## Required work
Every entry here should be copied exactly.

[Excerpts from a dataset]

──────

use anyhow::Context;
use opentelemetry::trace::TracerProvider as _;
use opentelemetry::KeyValue;
use opentelemetry_otlp::WithExportConfig;
use opentelemetry_sdk::trace::SdkTracerProvider;
use opentelemetry_sdk::Resource;
use tracing_subscriber::{layer::SubscriberExt, util::SubscriberInitExt, EnvFilter, Layer};

use crate::config::{LogFormat, TelemetrySettings};

const DEFAULT_FILTER: &str = "voting_api=debug,tower_http=debug";

/// Installs the global subscriber. Span export over OTLP is only wired up when
/// an endpoint is configured; the returned provider must be shut down on exit.
pub fn init_tracing(settings: &TelemetrySettings) -> anyhow::Result<Option<SdkTracerProvider>> {
    let filter = EnvFilter::try_from_default_env().unwrap_or_else(|_| EnvFilter::new(DEFAULT_FILTER));

    let fmt_layer = match settings.log_format {
        LogFormat::Pretty => tracing_subscriber::fmt::layer().boxed(),
        LogFormat::Json => tracing_subscriber::fmt::layer().json().boxed(),
    };

    let provider = settings
        .otlp_endpoint
        .as_deref()
        .map(|endpoint| build_provider(endpoint, &settings.service_name))
        .transpose()?;
    let otel_layer = provider.as_ref().map(|provider| {
        tracing_opentelemetry::layer().with_tracer(provider.tracer(settings.service_name.clone()))
    });

    tracing_subscriber::registry()
        .with(filter)
        .with(fmt_layer)
        .with(otel_layer)
        .try_init()
        .context("Failed to install tracing subscriber")?;

    if let Some(endpoint) = &settings.otlp_endpoint {
        tracing::info!(endpoint = %endpoint, "OpenTelemetry export enabled");
    }

    Ok(provider)
}

fn build_provider(endpoint: &str, service_name: &str) -> anyhow::Result<SdkTracerProvider> {
    let exporter = opentelemetry_otlp::SpanExporter::builder()
        .with_http()
        .with_endpoint(endpoint)
        .build()
        .context("Failed to create OTLP exporter")?;

    let resource = Resource::builder_empty()
        .with_service_name(service_name.to_string())
        .with_attributes(vec![KeyValue::new(
            "service.version",
            env!("CARGO_PKG_VERSION"),
        )])
        .build();

    let provider = SdkTracerProvider::builder()
        .with_batch_exporter(exporter)
        .with_resource(resource)
        .build();
    opentelemetry::global::set_tracer_provider(provider.clone());

    Ok(provider)
}

/// Flushes pending spans.
pub fn shutdown_tracing(provider: Option<SdkTracerProvider>) {
    let Some(provider) = provider else {
        return;
    };
    tracing::info!("Shutting down OpenTelemetry");
    if let Err(e) = provider.shutdown() {
        tracing::warn!(error = %e, "OpenTelemetry shutdown failed");
    }
}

──────

## Written answer
use anyhow::Context;
use opentelemetry::trace::TracerProvider as _;
use opentelemetry::KeyValue;
use opentelemetry_otlp::WithExportConfig;
use opentelemetry_sdk::trace::SdkTracerProvider;
use opentelemetry_sdk::Resource;
use tracing_subscriber::{layer::SubscriberExt, util::SubscriberInitExt, EnvFilter, Layer};

use crate::config::{LogFormat, TelemetrySettings};

const DEFAULT_FILTER: &str = "voting_api=debug,tower_http=debug";

/// Installs the global subscriber. Span export over OTLP is only wired up when
/// an endpoint is configured; the returned provider must be shut down on exit.
pub fn init_tracing(settings: &TelemetrySettings) -> anyhow::Result<Option<SdkTracerProvider>> {
    let filter = EnvFilter::try_from_default_env().unwrap_or_else(|_| EnvFilter::new(DEFAULT_FILTER));

    let fmt_layer = match settings.log_format {
        LogFormat::Pretty => tracing_subscriber::fmt::layer().boxed(),
        LogFormat::Json => tracing_subscriber::fmt::layer().json().boxed(),
    };

    let provider = settings
        .otlp_endpoint
        .as_deref()
        .map(|endpoint| build_provider(endpoint, &settings.service_name))
        .transpose()?;
    let otel_layer = provider.as_ref().map(|provider| {
        tracing_opentelemetry::layer().with_tracer(provider.tracer(settings.service_name.clone()))
    });

    tracing_subscriber::registry()
        .with(filter)
        .with(fmt_layer)
        .with(otel_layer)
        .try_init()
        .context("Failed to install tracing subscriber")?;

    if let Some(endpoint) = &settings.otlp_endpoint {
        tracing::info!(endpoint = %endpoint, "OpenTelemetry export enabled");
    }

    Ok(provider)
}

fn build_provider(endpoint: &str, service_name: &str) -> anyhow::Result<SdkTracerProvider> {
    let exporter = opentelemetry_otlp::SpanExporter::builder()
        .with_http()
        .with_endpoint(endpoint)
        .build()
        .context("Failed to create OTLP exporter")?;

    let resource = Resource::builder_empty()
        .with_service_name(service_name.to_string())
        .with_attributes(vec![KeyValue::new(
            "service.version",
            env!("CARGO_PKG_VERSION"),
        )])
        .build();

    let provider = SdkTracerProvider::builder()
        .with_batch_exporter(exporter)
        .with_resource(resource)
        .build();
    opentelemetry::global::set_tracer_provider(provider.clone());

    Ok(provider)
}

/// Flushes pending spans.
pub fn shutdown_tracing(provider: Option<SdkTracerProvider>) {
    let Some(provider) = provider else {
        return;
    };
    tracing::info!("Shutting down OpenTelemetry");
    if let Err(e) = provider.shutdown() {
        tracing::warn!(error = %e, "OpenTelemetry shutdown failed");
    }
}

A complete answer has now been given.